Overview

For a demo, SQL Server source is support.

TL;DR

Start a Personal Compute Cluster
Open sqlserver-arcion-dbx notebook
Attach the notebook to the Personal Compute Cluster
Follow the instructions in the notebook

Purpose

This demo environment is designed to help answer the following questions:

How does it work
How fast is snapshot (bulk insert) performance
How fast is realtime (CDC) performance

Demo is not for for:

Schema and data type validation
Tuning based on environmental factors
Data value conversion
HA and resilience testing

Infrastructures

The following is the demo environment.

  +------------------ Databricks Personal Compute Cluster --------------------+  
  |  +-----------+    +-----------+          +----------+     +------------+  |
  |  |  Workload |    | Source DB |          |  Arcion  |     | Target DB  |  | 
  |  |           |    |           | <--------|   Demo   |     |            |  |
  |  |   YCSB    | -->| SQL Server|          | Notebook | --> | Databricks |  |
  |  |           |    |           | -------->|   CLI    |     |            |  |
  |  +-----------+    +-----------+          +----------+     +------------+  |
  +---------------------------------------------------------------------------+

In a cloud deployment, the following is the expected separation.

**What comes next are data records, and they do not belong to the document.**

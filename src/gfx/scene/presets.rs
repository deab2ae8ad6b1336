//! The two scenes the viewer ships with

use std::path::Path;

use crate::error::AssetError;
use crate::gfx::resources::material::OverrideMaterial;

use super::loader::load_obj;
use super::object::Object;
use super::scene::{Drawable, MaterialSpec, Scene, SceneId, SceneSet};

pub const CLOTH_MODEL: &str = "cloth.obj";
pub const SPHERE_MODEL: &str = "sphere.obj";
pub const FABRIC_MODEL: &str = "fabric_front.obj";
pub const TABLE_MODEL: &str = "table.obj";
pub const SEWING_MODEL: &str = "sewing.obj";

/// Texture set index of the table maps.
pub const TABLE_TEXTURES: usize = 0;
/// Texture set index of the sewing machine maps.
pub const MACHINE_TEXTURES: usize = 1;

/// Diffuse, normal and specular file names, indexed by texture set.
pub const TEXTURE_SETS: [[&str; 3]; 2] = [
    ["table_basecolor.png", "table_normal.png", "table_specular.png"],
    ["machine_basecolor.png", "machine_normal.png", "machine_specular.png"],
];

/// Cloth and a glossy sphere. The cloth sets the scale; the sphere is
/// drawn first.
pub fn scene_one(cloth: Object, sphere: Object) -> Scene {
    Scene::new(
        SceneId::Scene1,
        vec![cloth, sphere],
        0,
        0.75,
        vec![
            Drawable {
                object: 1,
                material: MaterialSpec::Flat(OverrideMaterial::uniform(0.2, 0.3, 0.01)),
                dust: false,
            },
            Drawable {
                object: 0,
                material: MaterialSpec::Fabric,
                dust: false,
            },
        ],
    )
}

/// Fabric on a textured table next to a dusty sewing machine. The table
/// sets the scale.
pub fn scene_two(fabric: Object, table: Object, sewing: Object) -> Scene {
    Scene::new(
        SceneId::Scene2,
        vec![fabric, table, sewing],
        1,
        1.0,
        vec![
            Drawable {
                object: 0,
                material: MaterialSpec::Fabric,
                dust: false,
            },
            Drawable {
                object: 1,
                material: MaterialSpec::Textured {
                    roughness: 0.4,
                    specular_mult: 0.3,
                    textures: TABLE_TEXTURES,
                },
                dust: false,
            },
            Drawable {
                object: 2,
                material: MaterialSpec::Textured {
                    roughness: 0.01,
                    specular_mult: 0.2,
                    textures: MACHINE_TEXTURES,
                },
                dust: true,
            },
        ],
    )
}

/// Loads the models of both scenes from `model_dir`.
pub fn load_scenes(model_dir: &Path) -> Result<SceneSet, AssetError> {
    let load = |file: &str| load_obj(&model_dir.join(file));

    let one = scene_one(load(CLOTH_MODEL)?, load(SPHERE_MODEL)?);
    let two = scene_two(load(FABRIC_MODEL)?, load(TABLE_MODEL)?, load(SEWING_MODEL)?);

    Ok(SceneSet::new(vec![one, two]))
}

#[cfg(test)]
mod tests {
    use super::*;
    use crate::gfx::scene::bounding_box::BoundingBox;
    use cgmath::Vector3;

    fn object(name: &str) -> Object {
        Object::new(
            name,
            Vec::new(),
            BoundingBox::new(Vector3::new(0.0, 0.0, 0.0), Vector3::new(1.0, 1.0, 1.0)),
        )
    }

    #[test]
    fn test_scene_one_layout() {
        let scene = scene_one(object("cloth"), object("sphere"));
        assert_eq!(scene.fudge(), 0.75);
        assert_eq!(scene.drawables()[0].object, 1);
        assert!(matches!(scene.drawables()[1].material, MaterialSpec::Fabric));
        assert!(scene.drawables().iter().all(|d| !d.dust));
    }

    #[test]
    fn test_scene_two_references_table() {
        let scene = scene_two(object("fabric"), object("table"), object("sewing"));
        assert_eq!(scene.object(1).unwrap().name(), "table");
        assert_eq!(scene.fudge(), 1.0);
        let textured = scene
            .drawables()
            .iter()
            .filter_map(|d| match d.material {
                MaterialSpec::Textured { textures, .. } => Some(textures),
                _ => None,
            })
            .collect::<Vec<_>>();
        assert_eq!(textured, vec![TABLE_TEXTURES, MACHINE_TEXTURES]);
        assert!(scene.drawables()[2].dust);
        assert!(textured.iter().all(|&i| i < TEXTURE_SETS.len()));
    }

    #[test]
    fn test_missing_model_directory() {
        assert!(load_scenes(Path::new("no/such/dir")).is_err());
    }
}
pub mod camera_controller;
pub mod camera_utils;
pub mod fly_camera;

pub use camera_controller::{CameraController, KeyAction};
pub use camera_utils::{Camera, CameraUniform};
pub use fly_camera::{CameraCommand, FlyCamera};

  +----------Customer Cloud---------+   F   +---------- Databricks -----------+  
  |  +-----------+    +-----------+ |   I   | +----------+     +------------+ |
  |  |  Workload |    | Source DB | |   R   | |  Arcion  |     | Target DB  | | 
  |  |           |    |           | | <-E-- | |   Demo   |     |            | |
  |  |   YCSB    | -->| SQL Server| |   W   | | Notebook | --> | Databricks | |
  |  |           |    |           | | --A-> | |    UI    |     |            | |
  |  +-----------+    +-----------+ |   L   | +----------+     +------------+ |  
  +---------------------------------+   L   +---------------------------------+

In an on-prem deployment, the following is the expected separation.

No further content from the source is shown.